### Task statement
Whenever a line contains the string "ListenerShutdown", copy it out of the entries.

### Dataset content
*-*-*

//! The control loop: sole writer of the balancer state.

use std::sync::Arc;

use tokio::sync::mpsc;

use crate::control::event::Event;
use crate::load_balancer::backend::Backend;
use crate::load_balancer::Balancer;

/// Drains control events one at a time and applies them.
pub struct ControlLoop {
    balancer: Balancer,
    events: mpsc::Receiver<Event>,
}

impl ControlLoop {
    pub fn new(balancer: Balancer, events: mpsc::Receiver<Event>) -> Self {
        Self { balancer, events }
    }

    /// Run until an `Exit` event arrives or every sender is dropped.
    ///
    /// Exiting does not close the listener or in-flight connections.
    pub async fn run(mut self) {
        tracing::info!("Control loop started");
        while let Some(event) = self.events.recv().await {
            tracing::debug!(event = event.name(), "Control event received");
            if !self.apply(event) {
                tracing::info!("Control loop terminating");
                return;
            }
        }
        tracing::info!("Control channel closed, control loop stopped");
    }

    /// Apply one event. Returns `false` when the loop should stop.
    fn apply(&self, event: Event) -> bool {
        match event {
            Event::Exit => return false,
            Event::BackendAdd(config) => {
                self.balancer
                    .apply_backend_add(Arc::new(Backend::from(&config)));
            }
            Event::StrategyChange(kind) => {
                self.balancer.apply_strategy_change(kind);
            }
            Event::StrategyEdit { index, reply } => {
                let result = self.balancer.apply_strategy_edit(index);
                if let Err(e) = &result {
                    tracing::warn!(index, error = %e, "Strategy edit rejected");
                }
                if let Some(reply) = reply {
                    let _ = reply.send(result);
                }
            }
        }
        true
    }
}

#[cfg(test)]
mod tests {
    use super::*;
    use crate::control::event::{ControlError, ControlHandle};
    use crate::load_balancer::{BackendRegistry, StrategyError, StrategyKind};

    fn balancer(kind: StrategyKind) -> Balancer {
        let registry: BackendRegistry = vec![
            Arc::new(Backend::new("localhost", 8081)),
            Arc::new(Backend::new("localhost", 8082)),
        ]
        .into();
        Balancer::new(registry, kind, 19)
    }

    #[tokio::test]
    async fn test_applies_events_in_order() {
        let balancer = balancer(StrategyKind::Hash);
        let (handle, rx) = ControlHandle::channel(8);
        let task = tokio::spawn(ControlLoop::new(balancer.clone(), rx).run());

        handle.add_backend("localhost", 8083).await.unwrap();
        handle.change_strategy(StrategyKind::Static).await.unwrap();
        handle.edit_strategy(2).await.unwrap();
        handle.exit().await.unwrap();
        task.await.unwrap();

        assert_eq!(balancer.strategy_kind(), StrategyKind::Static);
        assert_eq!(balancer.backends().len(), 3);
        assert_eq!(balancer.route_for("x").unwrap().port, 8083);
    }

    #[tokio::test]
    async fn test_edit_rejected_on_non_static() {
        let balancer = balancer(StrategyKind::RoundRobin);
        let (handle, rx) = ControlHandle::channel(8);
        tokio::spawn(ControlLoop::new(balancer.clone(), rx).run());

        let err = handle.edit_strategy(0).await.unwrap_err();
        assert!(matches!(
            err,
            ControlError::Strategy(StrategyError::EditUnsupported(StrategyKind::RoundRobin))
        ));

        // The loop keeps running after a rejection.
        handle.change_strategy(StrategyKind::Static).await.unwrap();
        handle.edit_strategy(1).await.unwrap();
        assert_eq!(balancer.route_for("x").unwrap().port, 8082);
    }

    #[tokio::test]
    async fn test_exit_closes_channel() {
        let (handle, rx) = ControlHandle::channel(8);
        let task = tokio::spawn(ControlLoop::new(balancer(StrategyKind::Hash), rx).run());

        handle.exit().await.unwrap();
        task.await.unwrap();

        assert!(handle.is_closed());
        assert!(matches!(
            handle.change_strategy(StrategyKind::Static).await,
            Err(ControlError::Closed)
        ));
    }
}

*-*-*

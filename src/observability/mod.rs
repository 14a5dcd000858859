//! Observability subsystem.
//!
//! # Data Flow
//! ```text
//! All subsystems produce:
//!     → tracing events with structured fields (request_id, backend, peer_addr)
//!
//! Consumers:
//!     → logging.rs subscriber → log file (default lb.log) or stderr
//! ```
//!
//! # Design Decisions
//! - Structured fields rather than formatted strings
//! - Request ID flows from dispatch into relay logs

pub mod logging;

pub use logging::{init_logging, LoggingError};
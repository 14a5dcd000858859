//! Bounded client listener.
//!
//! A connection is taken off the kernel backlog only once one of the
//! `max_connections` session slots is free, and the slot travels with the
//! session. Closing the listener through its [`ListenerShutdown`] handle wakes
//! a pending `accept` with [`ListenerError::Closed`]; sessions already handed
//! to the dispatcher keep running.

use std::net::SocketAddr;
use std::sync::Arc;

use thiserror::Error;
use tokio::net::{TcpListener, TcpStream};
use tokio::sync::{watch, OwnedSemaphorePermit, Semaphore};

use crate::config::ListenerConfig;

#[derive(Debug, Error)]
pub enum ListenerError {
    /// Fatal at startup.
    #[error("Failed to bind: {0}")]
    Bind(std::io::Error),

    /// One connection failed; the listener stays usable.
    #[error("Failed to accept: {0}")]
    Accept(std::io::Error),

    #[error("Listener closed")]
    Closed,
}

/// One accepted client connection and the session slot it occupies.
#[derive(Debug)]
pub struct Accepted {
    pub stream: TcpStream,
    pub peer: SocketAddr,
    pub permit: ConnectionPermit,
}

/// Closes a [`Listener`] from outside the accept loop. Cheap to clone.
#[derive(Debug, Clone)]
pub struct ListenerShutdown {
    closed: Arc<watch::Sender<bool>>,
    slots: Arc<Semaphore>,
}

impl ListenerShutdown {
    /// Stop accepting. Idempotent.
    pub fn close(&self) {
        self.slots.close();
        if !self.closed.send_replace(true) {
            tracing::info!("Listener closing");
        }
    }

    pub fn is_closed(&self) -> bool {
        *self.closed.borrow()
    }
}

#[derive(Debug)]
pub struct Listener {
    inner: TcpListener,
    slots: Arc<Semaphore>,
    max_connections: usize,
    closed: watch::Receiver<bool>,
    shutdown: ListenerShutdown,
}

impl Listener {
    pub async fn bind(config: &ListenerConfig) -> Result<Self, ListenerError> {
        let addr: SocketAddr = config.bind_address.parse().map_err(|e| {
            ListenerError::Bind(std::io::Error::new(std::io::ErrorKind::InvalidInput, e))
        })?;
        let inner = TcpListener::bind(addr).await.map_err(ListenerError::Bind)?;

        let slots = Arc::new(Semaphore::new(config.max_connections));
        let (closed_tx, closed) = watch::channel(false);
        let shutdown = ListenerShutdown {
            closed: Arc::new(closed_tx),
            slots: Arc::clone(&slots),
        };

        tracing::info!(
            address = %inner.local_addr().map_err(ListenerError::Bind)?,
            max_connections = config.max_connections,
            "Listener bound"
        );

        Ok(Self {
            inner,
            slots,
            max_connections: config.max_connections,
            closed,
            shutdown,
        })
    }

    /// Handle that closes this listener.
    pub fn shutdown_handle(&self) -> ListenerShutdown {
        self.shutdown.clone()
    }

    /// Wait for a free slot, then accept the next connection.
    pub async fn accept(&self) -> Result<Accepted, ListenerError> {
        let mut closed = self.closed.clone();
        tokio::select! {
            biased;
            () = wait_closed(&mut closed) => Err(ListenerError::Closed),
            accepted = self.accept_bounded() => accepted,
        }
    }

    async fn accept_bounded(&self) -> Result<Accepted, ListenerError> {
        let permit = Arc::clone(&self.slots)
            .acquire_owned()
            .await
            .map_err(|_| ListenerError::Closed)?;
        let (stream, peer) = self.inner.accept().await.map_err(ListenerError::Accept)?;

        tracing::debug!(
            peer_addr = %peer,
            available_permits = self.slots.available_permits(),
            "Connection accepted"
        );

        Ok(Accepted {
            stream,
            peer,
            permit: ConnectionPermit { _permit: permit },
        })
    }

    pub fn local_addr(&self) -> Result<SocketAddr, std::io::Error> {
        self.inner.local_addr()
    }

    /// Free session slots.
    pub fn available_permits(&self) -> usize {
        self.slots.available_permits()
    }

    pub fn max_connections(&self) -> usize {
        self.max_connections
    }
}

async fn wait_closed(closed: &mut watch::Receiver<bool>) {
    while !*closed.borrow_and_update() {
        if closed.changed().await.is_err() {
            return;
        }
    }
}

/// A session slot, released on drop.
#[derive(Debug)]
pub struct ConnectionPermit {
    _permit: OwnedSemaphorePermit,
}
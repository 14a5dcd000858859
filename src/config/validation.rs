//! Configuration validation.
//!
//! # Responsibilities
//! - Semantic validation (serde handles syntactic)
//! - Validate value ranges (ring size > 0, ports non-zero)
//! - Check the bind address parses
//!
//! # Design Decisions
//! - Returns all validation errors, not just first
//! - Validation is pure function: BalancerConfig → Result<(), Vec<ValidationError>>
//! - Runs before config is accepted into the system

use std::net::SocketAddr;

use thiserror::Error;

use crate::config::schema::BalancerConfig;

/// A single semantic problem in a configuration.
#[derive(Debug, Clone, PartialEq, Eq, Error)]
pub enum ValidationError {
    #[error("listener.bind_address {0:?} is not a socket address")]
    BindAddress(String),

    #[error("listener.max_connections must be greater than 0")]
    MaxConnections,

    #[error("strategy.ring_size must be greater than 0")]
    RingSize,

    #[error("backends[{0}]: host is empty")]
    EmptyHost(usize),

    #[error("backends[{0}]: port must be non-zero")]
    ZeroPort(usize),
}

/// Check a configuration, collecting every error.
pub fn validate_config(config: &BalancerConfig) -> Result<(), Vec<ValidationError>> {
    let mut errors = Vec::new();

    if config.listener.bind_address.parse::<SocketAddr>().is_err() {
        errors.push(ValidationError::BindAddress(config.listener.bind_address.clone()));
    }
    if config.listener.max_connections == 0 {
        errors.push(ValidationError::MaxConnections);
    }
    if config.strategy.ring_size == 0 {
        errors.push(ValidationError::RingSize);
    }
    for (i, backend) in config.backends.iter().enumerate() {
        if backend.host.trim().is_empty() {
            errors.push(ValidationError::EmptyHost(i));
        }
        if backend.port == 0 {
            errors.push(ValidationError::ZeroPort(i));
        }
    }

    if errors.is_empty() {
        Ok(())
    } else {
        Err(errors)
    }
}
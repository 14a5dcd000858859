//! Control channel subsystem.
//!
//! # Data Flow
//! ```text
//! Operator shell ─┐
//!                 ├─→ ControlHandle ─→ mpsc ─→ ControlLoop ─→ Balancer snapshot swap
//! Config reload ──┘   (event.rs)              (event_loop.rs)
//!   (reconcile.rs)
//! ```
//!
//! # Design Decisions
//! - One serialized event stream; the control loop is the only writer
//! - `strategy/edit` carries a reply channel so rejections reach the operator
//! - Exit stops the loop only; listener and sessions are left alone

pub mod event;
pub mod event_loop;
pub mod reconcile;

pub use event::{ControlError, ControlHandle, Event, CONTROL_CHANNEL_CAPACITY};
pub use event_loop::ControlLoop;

*-*-*

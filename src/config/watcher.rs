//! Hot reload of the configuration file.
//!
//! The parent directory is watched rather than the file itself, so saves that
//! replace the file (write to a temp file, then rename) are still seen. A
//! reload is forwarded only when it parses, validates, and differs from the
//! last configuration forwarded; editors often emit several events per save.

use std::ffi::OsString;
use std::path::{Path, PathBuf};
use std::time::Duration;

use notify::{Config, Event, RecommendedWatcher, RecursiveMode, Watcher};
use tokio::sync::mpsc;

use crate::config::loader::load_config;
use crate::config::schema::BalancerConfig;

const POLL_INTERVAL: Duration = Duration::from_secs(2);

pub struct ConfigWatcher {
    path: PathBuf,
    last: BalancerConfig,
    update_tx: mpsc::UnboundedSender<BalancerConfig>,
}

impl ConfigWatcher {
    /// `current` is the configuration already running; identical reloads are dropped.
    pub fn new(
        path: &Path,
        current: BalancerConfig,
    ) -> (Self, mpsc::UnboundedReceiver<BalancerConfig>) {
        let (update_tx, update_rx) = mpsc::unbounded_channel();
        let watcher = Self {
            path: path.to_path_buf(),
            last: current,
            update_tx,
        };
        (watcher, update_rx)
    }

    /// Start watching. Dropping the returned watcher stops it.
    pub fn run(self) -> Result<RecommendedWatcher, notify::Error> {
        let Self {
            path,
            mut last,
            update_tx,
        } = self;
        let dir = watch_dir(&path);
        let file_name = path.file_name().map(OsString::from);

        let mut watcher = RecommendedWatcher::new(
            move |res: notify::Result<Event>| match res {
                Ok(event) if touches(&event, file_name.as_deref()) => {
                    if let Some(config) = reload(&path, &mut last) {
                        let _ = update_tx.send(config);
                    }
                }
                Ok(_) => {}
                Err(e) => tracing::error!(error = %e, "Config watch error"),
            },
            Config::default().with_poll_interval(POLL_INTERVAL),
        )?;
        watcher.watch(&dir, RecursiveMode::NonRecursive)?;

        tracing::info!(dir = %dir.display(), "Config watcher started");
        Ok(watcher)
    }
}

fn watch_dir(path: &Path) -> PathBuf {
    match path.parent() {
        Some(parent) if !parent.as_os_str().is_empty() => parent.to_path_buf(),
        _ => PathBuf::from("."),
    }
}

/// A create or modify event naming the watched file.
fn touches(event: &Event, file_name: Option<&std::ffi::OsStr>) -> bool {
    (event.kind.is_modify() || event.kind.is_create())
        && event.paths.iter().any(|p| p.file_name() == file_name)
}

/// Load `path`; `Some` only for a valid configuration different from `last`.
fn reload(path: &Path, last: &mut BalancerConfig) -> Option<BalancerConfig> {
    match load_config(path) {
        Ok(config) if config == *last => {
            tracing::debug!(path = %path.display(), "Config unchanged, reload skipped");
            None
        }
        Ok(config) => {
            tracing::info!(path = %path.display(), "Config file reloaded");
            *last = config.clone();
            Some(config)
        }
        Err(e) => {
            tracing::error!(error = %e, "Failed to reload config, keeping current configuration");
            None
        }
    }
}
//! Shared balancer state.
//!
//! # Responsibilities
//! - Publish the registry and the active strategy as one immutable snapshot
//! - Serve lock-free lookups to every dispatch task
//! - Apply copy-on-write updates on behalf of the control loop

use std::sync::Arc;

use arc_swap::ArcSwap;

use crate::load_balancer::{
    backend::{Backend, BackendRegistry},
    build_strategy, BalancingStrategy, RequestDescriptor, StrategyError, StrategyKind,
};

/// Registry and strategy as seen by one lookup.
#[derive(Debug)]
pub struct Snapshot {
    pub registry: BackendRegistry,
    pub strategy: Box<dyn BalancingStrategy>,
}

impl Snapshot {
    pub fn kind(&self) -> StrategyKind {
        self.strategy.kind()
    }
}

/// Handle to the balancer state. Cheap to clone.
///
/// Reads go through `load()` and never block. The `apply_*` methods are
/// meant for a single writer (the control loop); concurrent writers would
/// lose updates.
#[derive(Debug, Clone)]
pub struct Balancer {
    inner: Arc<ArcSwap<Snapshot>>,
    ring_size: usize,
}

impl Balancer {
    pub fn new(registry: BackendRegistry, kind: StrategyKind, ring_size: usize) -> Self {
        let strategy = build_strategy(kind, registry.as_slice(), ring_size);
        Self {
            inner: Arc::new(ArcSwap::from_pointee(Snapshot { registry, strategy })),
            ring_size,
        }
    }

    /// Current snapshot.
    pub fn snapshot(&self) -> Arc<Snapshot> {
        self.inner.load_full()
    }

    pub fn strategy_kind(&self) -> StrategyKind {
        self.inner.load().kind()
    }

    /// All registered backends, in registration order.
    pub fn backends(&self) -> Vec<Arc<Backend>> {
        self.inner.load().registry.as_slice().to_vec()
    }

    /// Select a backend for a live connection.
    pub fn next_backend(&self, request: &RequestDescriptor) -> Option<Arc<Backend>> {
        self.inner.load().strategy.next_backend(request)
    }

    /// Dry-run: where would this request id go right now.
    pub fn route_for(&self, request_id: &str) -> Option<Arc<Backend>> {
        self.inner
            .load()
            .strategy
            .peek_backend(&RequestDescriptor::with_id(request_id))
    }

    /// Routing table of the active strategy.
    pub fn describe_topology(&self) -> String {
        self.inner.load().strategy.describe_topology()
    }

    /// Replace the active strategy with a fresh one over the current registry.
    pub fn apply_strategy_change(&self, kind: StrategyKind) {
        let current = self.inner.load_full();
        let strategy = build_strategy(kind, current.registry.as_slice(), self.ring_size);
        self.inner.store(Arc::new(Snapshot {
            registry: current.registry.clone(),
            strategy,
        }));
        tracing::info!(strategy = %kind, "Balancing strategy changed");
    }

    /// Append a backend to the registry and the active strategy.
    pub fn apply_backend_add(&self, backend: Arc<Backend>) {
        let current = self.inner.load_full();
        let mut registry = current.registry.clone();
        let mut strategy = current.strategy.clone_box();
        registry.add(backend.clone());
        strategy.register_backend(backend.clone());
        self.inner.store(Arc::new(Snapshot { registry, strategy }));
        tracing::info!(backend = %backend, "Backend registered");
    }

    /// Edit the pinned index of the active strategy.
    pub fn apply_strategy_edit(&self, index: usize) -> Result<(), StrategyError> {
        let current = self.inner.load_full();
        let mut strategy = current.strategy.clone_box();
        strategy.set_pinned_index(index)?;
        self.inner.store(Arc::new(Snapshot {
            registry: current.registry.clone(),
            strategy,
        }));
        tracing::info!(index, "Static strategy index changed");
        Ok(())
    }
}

*-*-*

### Written reply
//! session. Closing the listener through its [`ListenerShutdown`] handle wakes
pub struct ListenerShutdown {
impl ListenerShutdown {
    shutdown: ListenerShutdown,
        let shutdown = ListenerShutdown {
    pub fn shutdown_handle(&self) -> ListenerShutdown {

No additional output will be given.